Leihfahrräder gehören mittlerweile zu den meisten Stadtbildern dazu und sind gerade für Tourist_innen eine gute Möglichkeit, eine Stadt zu erkunden. 2008 gab es weltweit 213 Systeme in 14 Ländern, 2011 waren es schon 375 Systeme in 33 Ländern. Natürlich ist die Topografie von Luxemburg-Stadt nicht unbedingt die fahrradfreundlichste der Welt, aber auch dafür lassen sich sicher Lösungen finden – immerhin lassen sich die Höhenunterschiede in der luxemburgischen Hauptstadt auch mit einem Aufzug überwinden. Interessant finde ich die Bemerkung von Feyereisen, dass Gewerbetreibende, insbesondere „Boutiquen und Gastronomiebetriebe“ ein veringerter MIV schaden würde. Obwohl ich reine Fußgänger_innenzonen eher kritisch sehe, zeigen sie dennoch, dass es durchaus auch Menschen gibt, die eine Stadt ohne Autos schätzen. Sogar zum Einkaufen. Natürlich parkt ein nicht unerheblicher Teil dieser Menschen in den vielen unterirdischen Parkhäusern der Stadt. Das liegt aber nicht zu letzt daran, dass Autofahren in Luxemburg stark gefördert wird und dies auch in Zukunft passieren wird.

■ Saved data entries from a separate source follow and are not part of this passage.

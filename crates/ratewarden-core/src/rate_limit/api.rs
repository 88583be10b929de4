//! Rate Limiting API Types
//!
//! Verdicts returned to the calling middleware and status types for
//! operators.

use serde::Serialize;

use ratewarden_types::store_adapter::{BlockEntry, WindowRecord};

use super::error::Denial;
use crate::prelude::*;

/// Terminal state of a decision
#[derive(Debug, Clone, Copy, PartialEq, Eq, Serialize)]
#[serde(rename_all = "SCREAMING_SNAKE_CASE")]
pub enum DecisionState {
	/// An active block covers the key
	Blocked,
	/// The request was admitted
	WithinLimit,
	/// The request exceeded the window ceiling and the identity got blocked
	LimitExceeded,
}

/// Why a request was admitted without being counted
#[derive(Debug, Clone, Copy, PartialEq, Eq, Serialize)]
#[serde(rename_all = "camelCase")]
pub enum Unenforced {
	/// The endpoint has no policy
	NoPolicy,
	/// The store failed or timed out
	StoreFault,
	/// CORS preflight
	Preflight,
}

/// Outcome of a rate limit evaluation
#[derive(Debug, Clone, PartialEq, Eq)]
pub struct Verdict {
	pub allowed: bool,
	pub state: DecisionState,
	/// Requests left in the current window
	pub remaining: Option<u32>,
	/// Ceiling of the policy that applied
	pub limit: Option<u32>,
	/// End of the current window, or of the block for a denial
	pub reset_time: Option<Timestamp>,
	pub unenforced: Option<Unenforced>,
	pub deny_response: Option<Denial>,
}

impl Verdict {
	/// Admitted and counted against a window
	pub(crate) fn counted(limit: u32, count: u32, window_end: Timestamp) -> Self {
		Self {
			allowed: true,
			state: DecisionState::WithinLimit,
			remaining: Some(limit.saturating_sub(count)),
			limit: Some(limit),
			reset_time: Some(window_end),
			unenforced: None,
			deny_response: None,
		}
	}

	/// Admitted without counting
	pub(crate) fn unenforced(reason: Unenforced) -> Self {
		Self {
			allowed: true,
			state: DecisionState::WithinLimit,
			remaining: None,
			limit: None,
			reset_time: None,
			unenforced: Some(reason),
			deny_response: None,
		}
	}

	pub(crate) fn denied(
		state: DecisionState,
		limit: Option<u32>,
		blocked_until: Timestamp,
		now: Timestamp,
	) -> Self {
		Self {
			allowed: false,
			state,
			remaining: Some(0),
			limit,
			reset_time: Some(blocked_until),
			unenforced: None,
			deny_response: Some(Denial::new(blocked_until, now)),
		}
	}

	pub fn is_denied(&self) -> bool {
		!self.allowed
	}
}

/// Rate limit state of an (identity, endpoint) key
#[derive(Debug, Clone, Serialize)]
#[serde(rename_all = "camelCase")]
pub struct RateLimitStatus {
	pub identity: Box<str>,
	pub endpoint: Box<str>,
	/// Ceiling of the endpoint policy, if it has one
	pub limit: Option<u32>,
	pub remaining: Option<u32>,
	pub window: Option<WindowRecord>,
	pub block: Option<BlockEntry>,
	/// Violations of the identity in the last 24 hours, on any endpoint
	pub violations: u32,
}

/// Engine counters since startup
#[derive(Debug, Clone, Copy, Default, PartialEq, Eq, Serialize)]
#[serde(rename_all = "camelCase")]
pub struct RateLimiterStats {
	pub evaluations: u64,
	pub allowed: u64,
	pub blocked: u64,
	pub exceeded: u64,
	/// Requests admitted without counting (no policy, store fault, preflight)
	pub unenforced: u64,
	pub store_errors: u64,
	pub blocks_issued: u64,
}

// vim: ts=4
//! Error types for rdv-engine operations.

use thiserror::Error;

use crate::booking::{BookingId, BookingStatus};
use crate::waiting::{CallState, EntryId};

#[derive(Error, Debug, Clone, PartialEq, Eq)]
pub enum RdvError {
    #[error("Invalid time of day: {0}")]
    InvalidTime(String),

    #[error("Invalid interval: end {end} is not after start {start}")]
    InvalidInterval { start: String, end: String },

    #[error("Appointment starting at {start} for {duration_minutes} min crosses midnight")]
    CrossesMidnight { start: String, duration_minutes: u32 },

    #[error("Unknown booking status: {0}")]
    UnknownStatus(String),

    #[error("Unknown urgency level: {0}")]
    UnknownUrgency(String),

    #[error("Unknown patient role: {0}")]
    UnknownRole(String),

    #[error("Unknown call state: {0}")]
    UnknownCallState(String),

    #[error("Booking {id} cannot move from {from} to {to}")]
    InvalidBookingTransition {
        id: BookingId,
        from: BookingStatus,
        to: BookingStatus,
    },

    #[error("Waiting entry {id} cannot move from {from} to {to}")]
    InvalidCallTransition {
        id: EntryId,
        from: CallState,
        to: CallState,
    },

    #[error("Waiting entry {0} not found")]
    EntryNotFound(EntryId),

    #[error("Waiting entry {0} appears more than once")]
    DuplicateEntry(EntryId),

    #[error("Entries {0} and {1} are both called; at most one may be")]
    MultipleCalled(EntryId, EntryId),

    #[error("Waiting entry {0} is already in consultation")]
    InactiveEntry(EntryId),

    #[error("Waiting entry {id} arrives at {arrival}, after now ({now})")]
    FutureArrival {
        id: EntryId,
        arrival: String,
        now: String,
    },

    #[error("Clock went backwards: {now} is before the last tick {last}")]
    ClockWentBackwards { now: String, last: String },

    #[error("Invalid configuration: {0}")]
    InvalidConfig(String),
}

pub type Result<T> = std::result::Result<T, RdvError>;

Das „Vel‘oh“-Projekt wird letzten Endes wie der Fahrradverkehr insgesamt mit einem Mobilitätskonzept für Luxemburg-Stadt (und wahrscheinlich auch für Luxemburg) leben oder sterben. Dabei darf Mobilität nicht nur als „Besitzen eines Autos“ gesehen werden, im Gegenteil.
Mir scheint eine breite, möglichst viele Faktoren einschließende Definition von Mobilität am sinnvollsten zu sein: selbst ein theoretisches Automobil, das eine unendliche Reichweite hätte, würde ohne geeignete Infrastruktur, also eine Straße, nichts nützen, sondern als „Immobil“ in der Garage stehen. Das Miteinbeziehen von Siedlungsstrukturen, Arbeitszeiten und Kommunikationsnetzen ist ebenso wichtig für eine präzise Betrachtungsweise von Mobilität wie die Wahl des Verkehrsmittels selbst. (Dieser Absatz ist ein Selbstzitat aus meiner Bachelorarbeit. Muss ich das irgendwie kennzeichnen, damit ich mich nicht selbst verklagen muss?)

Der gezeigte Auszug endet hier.